Monitoring¶
Monitoring is the art of knowning when something fails, and getting as much information as possible to solve the issue.
We use prometheus as our metrics monitoring backend and grafana for the dashboards. We use elasticsearch to store logs and kibana to search through them.
We will use a separate machine for monitoring as we want to isolate it from the core services, because we don’t want the monitoring workload to impact other services, and vice versa. The system is installed with the same base Arch Linux configuration as the other servers.
Setup¶
To make a good monitoring system, mix the following ingredients, in that order:
bootstrap_arch_linux.sh
setup_monitoring.sh
python install.py prometheus
systemctl enable --now prometheus
python install.py grafana
systemctl enable --now grafana
Monitoring services¶
Most SADM services come with built-in monitoring and should be monitored as soon as prometheus is started.
The following endpoints are availables:
http://udb/metrics
http://mdb/metrics
http://concours/metrics
http://masternode:9021
http://presencesync:9030
hfs: each hfs exports its metrics on
http://hfsx:9030
workernode: each workernode exports its metrics on
http://MACHINE:9020
.
Grafana configuration¶
In a nutshell:
Install the
grafana
package.Copy the SADM configuration file:
etc/grafana/grafana.ini
.Enable and start the
grafana
serviceCopy the nginx configuration:
etc/nginx/services/grafana.nginx
Open http://grafana/, login and import the SADM dashboards from
etc/grafana
.
Todo
automate the process above
Monitoring screen how-to¶
Start multiple chromium --app http://grafana/
to open a monitoring web
view.
We look at both the System
and Masternode
dashboards from grafana.
Disable the screen saver and DPMS using on the monitoring display using:
$ xset -dpms
$ xset s off
Log monitoring¶
On monitoring:
$ pacman -S elasticsearch kibana
$ systemctl enable --now elasticsearch kibana
In the kibana web UI, go to the dev tools tab and run:
# Make sure the index isn't there
DELETE /logs
# Create the index
PUT /logs
PUT logs/_mapping
{
"properties": {
"REALTIME_TIMESTAMP": {
"type": "date",
"format": "epoch_millis"
}
}
}
It creates an index called logs, as well as proper metadata for time filtering.

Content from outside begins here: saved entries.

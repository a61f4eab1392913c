//! # docbase Storage
//!
//! Storage backend trait and implementations for docbase.
//!
//! This crate provides the lowest-level storage abstraction for docbase.
//! Storage backends are **opaque byte stores** keyed by `(keyspace, key)` -
//! they do not interpret the data they store.
//!
//! ## Design Principles
//!
//! - Backends expose atomic per-key operations (put, get, delete, scan)
//! - Entries are namespaced by [`Keyspace`] (tenant + collection)
//! - No knowledge of document structure, schemas, or indexes
//! - Must be `Send + Sync` for concurrent access
//!
//! ## Available Backends
//!
//! - [`InMemoryBackend`] - For testing and ephemeral engines
//! - [`LogBackend`] - Persistent append-only record log
//!
//! ## Example
//!
//! ```rust
//! use docbase_storage::{InMemoryBackend, Keyspace, StorageBackend, WriteMode};
//!
//! let backend = InMemoryBackend::new();
//! let ks = Keyspace::new("acme", "orders");
//! backend.put(&ks, "o-1", b"{}", WriteMode::Insert).unwrap();
//! assert_eq!(backend.get(&ks, "o-1").unwrap(), Some(b"{}".to_vec()));
//! ```

#![deny(unsafe_code)]
#![warn(missing_docs)]

mod backend;
mod error;
mod keyspace;
mod log;
mod memory;

pub use backend::{StorageBackend, WriteMode};
pub use error::{StorageError, StorageResult};
pub use keyspace::Keyspace;
pub use log::{read_log, LogBackend, LogRecord, LogRecordType, LOG_MAGIC, LOG_VERSION};
pub use memory::InMemoryBackend;
//! Tenant registry with soft-delete markers.

use crate::error::{EngineError, EngineResult};
use crate::types::TenantId;
use parking_lot::RwLock;
use serde::{Deserialize, Serialize};
use std::collections::HashMap;

/// A registered tenant.
#[derive(Debug, Clone, PartialEq, Eq, Serialize, Deserialize)]
pub struct Tenant {
    /// The tenant's opaque identifier.
    pub id: TenantId,
    /// The owning account, as resolved by the authentication layer.
    pub owner: String,
    /// Soft-delete marker. Data is retained but the tenant is refused.
    #[serde(default)]
    pub deleted: bool,
}

impl Tenant {
    /// Creates an active tenant.
    #[must_use]
    pub fn new(id: impl Into<TenantId>, owner: impl Into<String>) -> Self {
        Self {
            id: id.into(),
            owner: owner.into(),
            deleted: false,
        }
    }
}

/// Thread-safe registry of known tenants.
///
/// The registry only tracks tenants that were explicitly registered or
/// soft-deleted. Tenant ids arrive already resolved, so an unknown
/// tenant is served normally; only a registered tenant carrying the
/// soft-delete marker is refused.
#[derive(Debug, Default)]
pub struct TenantRegistry {
    tenants: RwLock<HashMap<TenantId, Tenant>>,
}

impl TenantRegistry {
    /// Creates an empty registry.
    #[must_use]
    pub fn new() -> Self {
        Self::default()
    }

    /// Registers a tenant, replacing any existing entry.
    pub fn register(&self, tenant: Tenant) {
        self.tenants.write().insert(tenant.id.clone(), tenant);
    }

    /// Marks a tenant as soft-deleted, registering it if unknown.
    pub fn mark_deleted(&self, id: &TenantId) {
        let mut tenants = self.tenants.write();
        match tenants.get_mut(id) {
            Some(tenant) => tenant.deleted = true,
            None => {
                tenants.insert(
                    id.clone(),
                    Tenant {
                        id: id.clone(),
                        owner: String::new(),
                        deleted: true,
                    },
                );
            }
        }
    }

    /// Clears the soft-delete marker on a tenant.
    pub fn restore(&self, id: &TenantId) {
        if let Some(tenant) = self.tenants.write().get_mut(id) {
            tenant.deleted = false;
        }
    }

    /// Returns the registered tenant, if known.
    #[must_use]
    pub fn get(&self, id: &TenantId) -> Option<Tenant> {
        self.tenants.read().get(id).cloned()
    }

    /// Returns true unless the tenant is soft-deleted.
    #[must_use]
    pub fn is_active(&self, id: &TenantId) -> bool {
        self.tenants.read().get(id).is_none_or(|t| !t.deleted)
    }

    /// Fails with `TenantUnavailable` if the tenant is soft-deleted.
    ///
    /// # Errors
    ///
    /// Returns `TenantUnavailable` for a soft-deleted tenant.
    pub fn ensure_active(&self, id: &TenantId) -> EngineResult<()> {
        if self.is_active(id) {
            Ok(())
        } else {
            Err(EngineError::tenant_unavailable(id.as_str()))
        }
    }
}
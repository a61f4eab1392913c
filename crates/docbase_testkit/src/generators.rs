//! Property-based test generators using proptest.
//!
//! Provides strategies for generating random tenants, collection
//! names, and documents that maintain required invariants.

use docbase_core::{Filter, FilterOp, TenantId};
use proptest::prelude::*;
use serde_json::{Map, Value};

/// Strategy for generating valid tenant identifiers.
pub fn tenant_id_strategy() -> impl Strategy<Value = TenantId> {
    prop::string::string_regex("[a-z][a-z0-9-]{0,15}")
        .expect("Invalid regex")
        .prop_map(TenantId::new)
}

/// Strategy for generating valid collection names.
pub fn collection_name_strategy() -> impl Strategy<Value = String> {
    prop::string::string_regex("[a-zA-Z][a-zA-Z0-9_]{0,31}").expect("Invalid regex")
}

/// Strategy for generating index-safe field names.
pub fn field_name_strategy() -> impl Strategy<Value = String> {
    prop::string::string_regex("[a-z][a-z0-9_]{0,15}").expect("Invalid regex")
}

/// Strategy for generating scalar JSON values.
///
/// Covers the types the filter grammar coerces to: strings, integers,
/// finite floats, and booleans.
pub fn scalar_value_strategy() -> impl Strategy<Value = Value> {
    prop_oneof![
        prop::string::string_regex("[a-zA-Z0-9 ]{0,24}")
            .expect("Invalid regex")
            .prop_map(Value::String),
        any::<i64>().prop_map(Value::from),
        (-1.0e9f64..1.0e9f64).prop_map(Value::from),
        any::<bool>().prop_map(Value::Bool),
    ]
}

/// Strategy for generating flat document bodies.
///
/// Keys are index-safe field names; values are scalars, so every
/// generated document can be filtered, sorted, and indexed.
pub fn document_strategy() -> impl Strategy<Value = Value> {
    prop::collection::btree_map(field_name_strategy(), scalar_value_strategy(), 1..8).prop_map(
        |fields| {
            let map: Map<String, Value> = fields.into_iter().collect();
            Value::Object(map)
        },
    )
}

/// Strategy for generating comparison operators.
///
/// `$in` is excluded since it takes an array operand.
pub fn scalar_op_strategy() -> impl Strategy<Value = FilterOp> {
    prop_oneof![
        Just(FilterOp::Eq),
        Just(FilterOp::Gt),
        Just(FilterOp::Lt),
        Just(FilterOp::Gte),
        Just(FilterOp::Lte),
        Just(FilterOp::Ne),
    ]
}

/// Strategy for generating filters over scalar values.
pub fn filter_strategy() -> impl Strategy<Value = Filter> {
    (field_name_strategy(), scalar_op_strategy(), scalar_value_strategy())
        .prop_map(|(field, op, value)| Filter::new(field, op, value))
}

#[cfg(test)]
mod tests {
    use super::*;

    proptest! {
        #[test]
        fn documents_are_flat_objects(doc in document_strategy()) {
            let object = doc.as_object().expect("strategy yields objects");
            prop_assert!(!object.is_empty());
            for value in object.values() {
                prop_assert!(!value.is_object() && !value.is_array());
            }
        }

        #[test]
        fn field_names_are_index_safe(field in field_name_strategy()) {
            prop_assert!(field.chars().all(|c| c.is_ascii_alphanumeric() || c == '_'));
        }
    }
}
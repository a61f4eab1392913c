//! Error classification at the server boundary.

use docbase_core::EngineError;
use docbase_realtime::GatewayError;
use thiserror::Error;

/// Result type for server operations.
pub type ServerResult<T> = Result<T, ServerError>;

/// Errors surfaced to the routing shell.
#[derive(Debug, Error)]
pub enum ServerError {
    /// The request body or parameters could not be interpreted.
    #[error("invalid request: {0}")]
    InvalidRequest(String),

    /// An engine operation failed.
    #[error(transparent)]
    Engine(#[from] EngineError),

    /// Token verification or gateway admission failed.
    #[error(transparent)]
    Gateway(#[from] GatewayError),

    /// An unexpected internal failure.
    #[error("internal error: {0}")]
    Internal(String),
}

impl ServerError {
    /// Creates an invalid-request error.
    pub fn invalid_request(message: impl Into<String>) -> Self {
        Self::InvalidRequest(message.into())
    }

    /// Returns the HTTP status code for this error.
    #[must_use]
    pub fn status_code(&self) -> u16 {
        match self {
            Self::InvalidRequest(_) => 400,
            Self::Engine(engine) => match engine {
                EngineError::Validation(_) | EngineError::MalformedRequest { .. } => 400,
                EngineError::NotFound { .. } => 404,
                EngineError::UniqueConstraintViolation { .. }
                | EngineError::DuplicateKey { .. } => 409,
                EngineError::TenantUnavailable { .. } => 403,
                EngineError::Storage(_) | EngineError::Codec(_) => 500,
            },
            Self::Gateway(gateway) => match gateway {
                GatewayError::InvalidToken { .. } | GatewayError::TokenExpired => 401,
                GatewayError::UnknownConnection { .. } => 400,
                GatewayError::Codec(_) => 500,
            },
            Self::Internal(_) => 500,
        }
    }

    /// Returns true if this is a client error (4xx).
    #[must_use]
    pub fn is_client_error(&self) -> bool {
        (400..500).contains(&self.status_code())
    }

    /// Returns true if this is a server error (5xx).
    #[must_use]
    pub fn is_server_error(&self) -> bool {
        self.status_code() >= 500
    }
}
//! Request-handler layer and server facade for docbase.
//!
//! This crate turns the engine, event bus, and gateway into one
//! assembled [`DocbaseServer`]. It owns request interpretation (the
//! query grammar, insert options, error-to-status classification) but
//! not the transport: a thin routing shell binds sockets, extracts
//! tenant, collection, body, and parameters, and calls into
//! [`RequestHandler`].

#![deny(unsafe_code)]
#![warn(missing_docs)]

mod config;
mod error;
mod handler;
mod query;
mod server;

pub use config::ServerConfig;
pub use error::{ServerError, ServerResult};
pub use handler::RequestHandler;
pub use query::{parse_filters, parse_json_filters, parse_query, parse_select};
pub use server::DocbaseServer;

Install https://github.com/multun/journal-upload-aggregator on the monitoring
server, and please do not configure nginx as a front-end on
journal-aggregator
. Don’t forget to add the alias in mdb
.
On the machines that need to be monitored, create /etc/systemd/journal-upload.conf
:
[Upload]
Url=http://journal-aggregator:20200/gateway
If still not fixed, also create /etc/systemd/system/systemd-journal-upload.service.d/restart.conf
:
[Service]
Restart=on-failure
RestartSec=4
Then:
$ systemctl enable --now systemd-journal-upload
As an useful first request:
not SYSTEMD_USER_SLICE:* and (error or (PRIORITY < 5) or (EXIT_STATUS:* and not EXIT_STATUS:0))
This request filters non-user errors.